I don't think so. Rather, similar to us she sees that the only path is major systematic and structural reform. The empire must change.
Jiao and An were I think limited first in they were largely focused on clearing out corruption, and potentially started with a bit of a naive vision that if they could just clear that out then everything would work, and then eventually realised that the problems run right to the roots of the empire and didn't know how to handle that, since they were built to cut away bad things. They weren't really builders per se, while Xiang is and it's why she's capable of going "ok so basically we need to rebuild how the empire functions from the ground up". In contrast Jiao broke since stabbing the empire to death to save it doesn't really work.
Hmm... I'm not sure if I agree, at least myself.
Firstly, I just am not sure that she has really undertaken much in the way of major systematic and structural reform, at least that seems clear to me. An did do quite a bit of structural moving and shaking, and
quite a bit of institutional re-building. In terms of political moving and shaking, those these are kind of local things, he made to neutralize the rivalry politics between the imperial throne and the Bai by marrying one of their own, and then after the backfired spectacularly to do so via another route by weakening the Bai by allowing the Western Territories and Sun Shao to happen. He also allowed the revolutionary reformation of the Emerald Seas by very deliberately allowing the Hui to be taken down and replaced by the Cai there. But on the larger and institutional level he is
accomplished - he created the Great Sect systems and the Ministry of Integrity, and we keep seeing the reverberations of the creations of the institutions come up again and again within the provincial setting of the game and among the other provincial nobility that Ling Qi talks to.

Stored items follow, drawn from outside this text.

// ============================================================================
// Tests
// ============================================================================

#[cfg(test)]
mod tests {
    use super::*;
    use tempfile::TempDir;

    fn config_file(dir: &TempDir) -> String {
        let path = dir.path().join("config.toml");
        std::fs::write(&path, BeaconConfig::default().to_toml_string().unwrap()).unwrap();
        path.to_str().unwrap().to_string()
    }

    // ------------------------------------------------------------------------
    // path / get
    // ------------------------------------------------------------------------

    #[test]
    fn test_cmd_config_path_explicit() {
        let path = cmd_config_path(Some("/explicit/config.toml")).unwrap();
        assert_eq!(path, PathBuf::from("/explicit/config.toml"));
    }

    #[test]
    fn test_cmd_config_get_nested_key() {
        let dir = TempDir::new().unwrap();
        let path = config_file(&dir);
        let port = cmd_config_get(Some(&path), "server.port").unwrap();
        assert_eq!(port, BeaconConfig::default().server.port.to_string());
    }

    #[test]
    fn test_cmd_config_get_missing_key() {
        let dir = TempDir::new().unwrap();
        let path = config_file(&dir);
        let err = cmd_config_get(Some(&path), "server.nonexistent").unwrap_err();
        assert!(err.to_string().contains("not found"));
    }

    #[test]
    fn test_cmd_config_get_missing_explicit_file() {
        let err = cmd_config_get(Some("/nonexistent/beacon.toml"), "server.port").unwrap_err();
        assert!(err.to_string().contains("not found"));
    }

    // ------------------------------------------------------------------------
    // set
    // ------------------------------------------------------------------------

    #[test]
    fn test_cmd_config_set_port() {
        let dir = TempDir::new().unwrap();
        let path = config_file(&dir);

        cmd_config_set(Some(&path), "server.port", "9191").unwrap();

        let config = BeaconConfig::from_file(Path::new(&path)).unwrap();
        assert_eq!(config.server.port, 9191);
    }

    #[test]
    fn test_cmd_config_set_token_list() {
        let dir = TempDir::new().unwrap();
        let path = config_file(&dir);

        cmd_config_set(Some(&path), "auth.allowed_tokens", "ci, dashboard").unwrap();

        let config = BeaconConfig::from_file(Path::new(&path)).unwrap();
        assert_eq!(config.auth.allowed_tokens, vec!["ci", "dashboard"]);
    }

    #[test]
    fn test_cmd_config_set_single_allowed_token() {
        let dir = TempDir::new().unwrap();
        let path = config_file(&dir);

        cmd_config_set(Some(&path), "auth.allowed_tokens", "ci-token").unwrap();

        let config = BeaconConfig::from_file(Path::new(&path)).unwrap();
        assert_eq!(config.auth.allowed_tokens, vec!["ci-token"]);
    }

    #[test]
    fn test_cmd_config_set_secret_with_comma() {
        let dir = TempDir::new().unwrap();
        let path = config_file(&dir);

        cmd_config_set(Some(&path), "auth.secret_key", "ab,cd").unwrap();

        let config = BeaconConfig::from_file(Path::new(&path)).unwrap();
        assert_eq!(config.auth.secret_key, "ab,cd");
    }

    #[test]
    fn test_cmd_config_set_numeric_version() {
        let dir = TempDir::new().unwrap();
        let path = config_file(&dir);

        cmd_config_set(Some(&path), "app.version", "2").unwrap();

        let config = BeaconConfig::from_file(Path::new(&path)).unwrap();
        assert_eq!(config.app.version, "2");
    }

    #[test]
    fn test_cmd_config_set_key_absent_from_file() {
        let dir = TempDir::new().unwrap();
        let path = dir.path().join("config.toml");
        std::fs::write(&path, "[server]\nport = 8080\n").unwrap();
        let path = path.to_str().unwrap().to_string();

        cmd_config_set(Some(&path), "app.version", "3").unwrap();

        let config = BeaconConfig::from_file(Path::new(&path)).unwrap();
        assert_eq!(config.app.version, "3");
    }

    #[test]
    fn test_cmd_config_set_rejects_wrong_type() {
        let dir = TempDir::new().unwrap();
        let path = config_file(&dir);
        let before = std::fs::read_to_string(&path).unwrap();

        let err = cmd_config_set(Some(&path), "server.port", "not-a-port").unwrap_err();
        assert!(err.to_string().contains("Refusing"));
        assert_eq!(std::fs::read_to_string(&path).unwrap(), before);
    }

    #[test]
    fn test_cmd_config_set_missing_file() {
        let err = cmd_config_set(Some("/nonexistent/config.toml"), "server.port", "1").unwrap_err();
        assert!(err.to_string().contains("does not exist"));
    }

    // ------------------------------------------------------------------------
    // init
    // ------------------------------------------------------------------------

    #[test]
    fn test_cmd_config_init_creates_file() {
        let dir = TempDir::new().unwrap();
        let path = dir.path().join("beacon").join("config.toml");

        cmd_config_init(Some(path.to_str().unwrap()), false).unwrap();

        let content = std::fs::read_to_string(&path).unwrap();
        assert!(content.contains("[server]"));
        assert!(content.contains("[auth]"));
        assert_eq!(
            BeaconConfig::from_toml_str(&content).unwrap(),
            BeaconConfig::default()
        );
    }

    #[test]
    fn test_cmd_config_init_no_overwrite() {
        let dir = TempDir::new().unwrap();
        let path = dir.path().join("config.toml");
        std::fs::write(&path, "existing").unwrap();

        let err = cmd_config_init(Some(path.to_str().unwrap()), false).unwrap_err();
        assert!(err.to_string().contains("already exists"));
    }

    #[test]
    fn test_cmd_config_init_force_overwrites() {
        let dir = TempDir::new().unwrap();
        let path = dir.path().join("config.toml");
        std::fs::write(&path, "old content").unwrap();

        cmd_config_init(Some(path.to_str().unwrap()), true).unwrap();
        let content = std::fs::read_to_string(&path).unwrap();
        assert!(content.contains("[server]"));
    }

    // ------------------------------------------------------------------------
    // export
    // ------------------------------------------------------------------------

    #[test]
    fn test_cmd_config_export_plain() {
        let lines = cmd_config_export(&BeaconConfig::default(), false).unwrap();
        assert!(lines.iter().any(|l| l.starts_with("BEACON_SERVER_PORT=")));
        assert!(lines.iter().all(|l| !l.starts_with("--env")));
    }

    #[test]
    fn test_cmd_config_export_docker_env() {
        let lines = cmd_config_export(&BeaconConfig::default(), true).unwrap();
        assert!(lines.iter().all(|l| l.starts_with("--env BEACON_")));
    }

    // ------------------------------------------------------------------------
    // dotted-key helpers
    // ------------------------------------------------------------------------

    #[test]
    fn test_get_nested_value() {
        let val: toml::Value = toml::from_str("[server]\nport = 3000").unwrap();
        assert_eq!(
            get_nested_value(&val, "server.port"),
            Some(&toml::Value::Integer(3000))
        );
        assert!(get_nested_value(&val, "server.host").is_none());
        assert!(get_nested_value(&val, "server.port.deeper").is_none());
    }

    #[test]
    fn test_set_nested_value_creates_section() {
        let mut val = toml::Value::Table(toml::map::Map::new());
        set_nested_value(&mut val, "auth.enabled", toml::Value::Boolean(false)).unwrap();
        assert_eq!(
            get_nested_value(&val, "auth.enabled"),
            Some(&toml::Value::Boolean(false))
        );
    }

    #[test]
    fn test_set_nested_value_top_level() {
        let mut val: toml::Value = toml::from_str("port = 8080").unwrap();
        set_nested_value(&mut val, "port", toml::Value::Integer(9090)).unwrap();
        assert_eq!(get_nested_value(&val, "port"), Some(&toml::Value::Integer(9090)));
    }

    #[test]
    fn test_set_nested_value_through_scalar_fails() {
        let mut val: toml::Value = toml::from_str("port = 8080").unwrap();
        assert!(set_nested_value(&mut val, "port.inner", toml::Value::Integer(1)).is_err());
    }

    #[test]
    fn test_set_nested_value_rejects_empty_segments() {
        let mut val = toml::Value::Table(toml::map::Map::new());
        assert!(set_nested_value(&mut val, "", toml::Value::Integer(1)).is_err());
        assert!(set_nested_value(&mut val, "server..port", toml::Value::Integer(1)).is_err());
    }

    #[test]
    fn test_parse_value_types() {
        assert_eq!(parse_value("true"), toml::Value::Boolean(true));
        assert_eq!(parse_value("42"), toml::Value::Integer(42));
        assert_eq!(parse_value("2.5"), toml::Value::Float(2.5));
        assert_eq!(parse_value("info"), toml::Value::String("info".to_string()));
        assert_eq!(
            parse_value("a,b"),
            toml::Value::Array(vec![
                toml::Value::String("a".to_string()),
                toml::Value::String("b".to_string()),
            ])
        );
    }

    #[test]
    fn test_coerce_value_follows_target_type() {
        let string = toml::Value::String("x".into());
        let array = toml::Value::Array(vec![]);
        let int = toml::Value::Integer(1);

        assert_eq!(coerce_value(Some(&string), "42"), toml::Value::String("42".into()));
        assert_eq!(coerce_value(Some(&string), "a,b"), toml::Value::String("a,b".into()));
        assert_eq!(
            coerce_value(Some(&array), "solo"),
            toml::Value::Array(vec![toml::Value::String("solo".into())])
        );
        assert_eq!(coerce_value(Some(&int), "7"), toml::Value::Integer(7));
        assert_eq!(coerce_value(None, "true"), toml::Value::Boolean(true));
    }

    #[test]
    fn test_format_toml_value() {
        assert_eq!(format_toml_value(&toml::Value::String("x".into())), "x");
        assert_eq!(format_toml_value(&toml::Value::Boolean(true)), "true");
        assert_eq!(format_toml_value(&parse_value("a, b")), "a,b");
    }
}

Xiang on the other hand, really has just about fuck-all to compare to this that I'm aware of; the Celestial Peaks nobility are engaged and interested in what she's doing, even if they challenged her to a degree up until she hit White, but her presence has been nearly entirely absent from the Empire at large otherwise. Every time the Empire as the
Empire has come up in a way relevant to us, it hasn't been Xiang, or Xiang's institutions, it's been An's institutions - and she's not early on in her Way either, she's White. If her goal is to seriously structurally reform the Empire, I would really expect to see some... structures out of her. But instead we're at the point where the empire just straight-up Balkanizing due to central neglect seems entirely reasonable.
Secondly, if the conclusion that she reached
is that "Virtue and the Sage's Empire cannot coexist", but she made it part of her Way and continued cultivating instead of letting it break her like Jiao, then I don't think reformism is fundamentally compatible with that Way. Even if you reform the Sage's Empire, it will still be the Sage's Empire - after all, it isn't exactly like the Empire now exactly matches the Empire of the Sage himself, it's three dynasties, millennia, and loooads of politics and catastrophes in. There's no way to reform it until it can escape the inescapable rot that Jiao An and presumably Xiang all saw and become virtuous instead - Virtue and the Sage's Empire cannot coexist.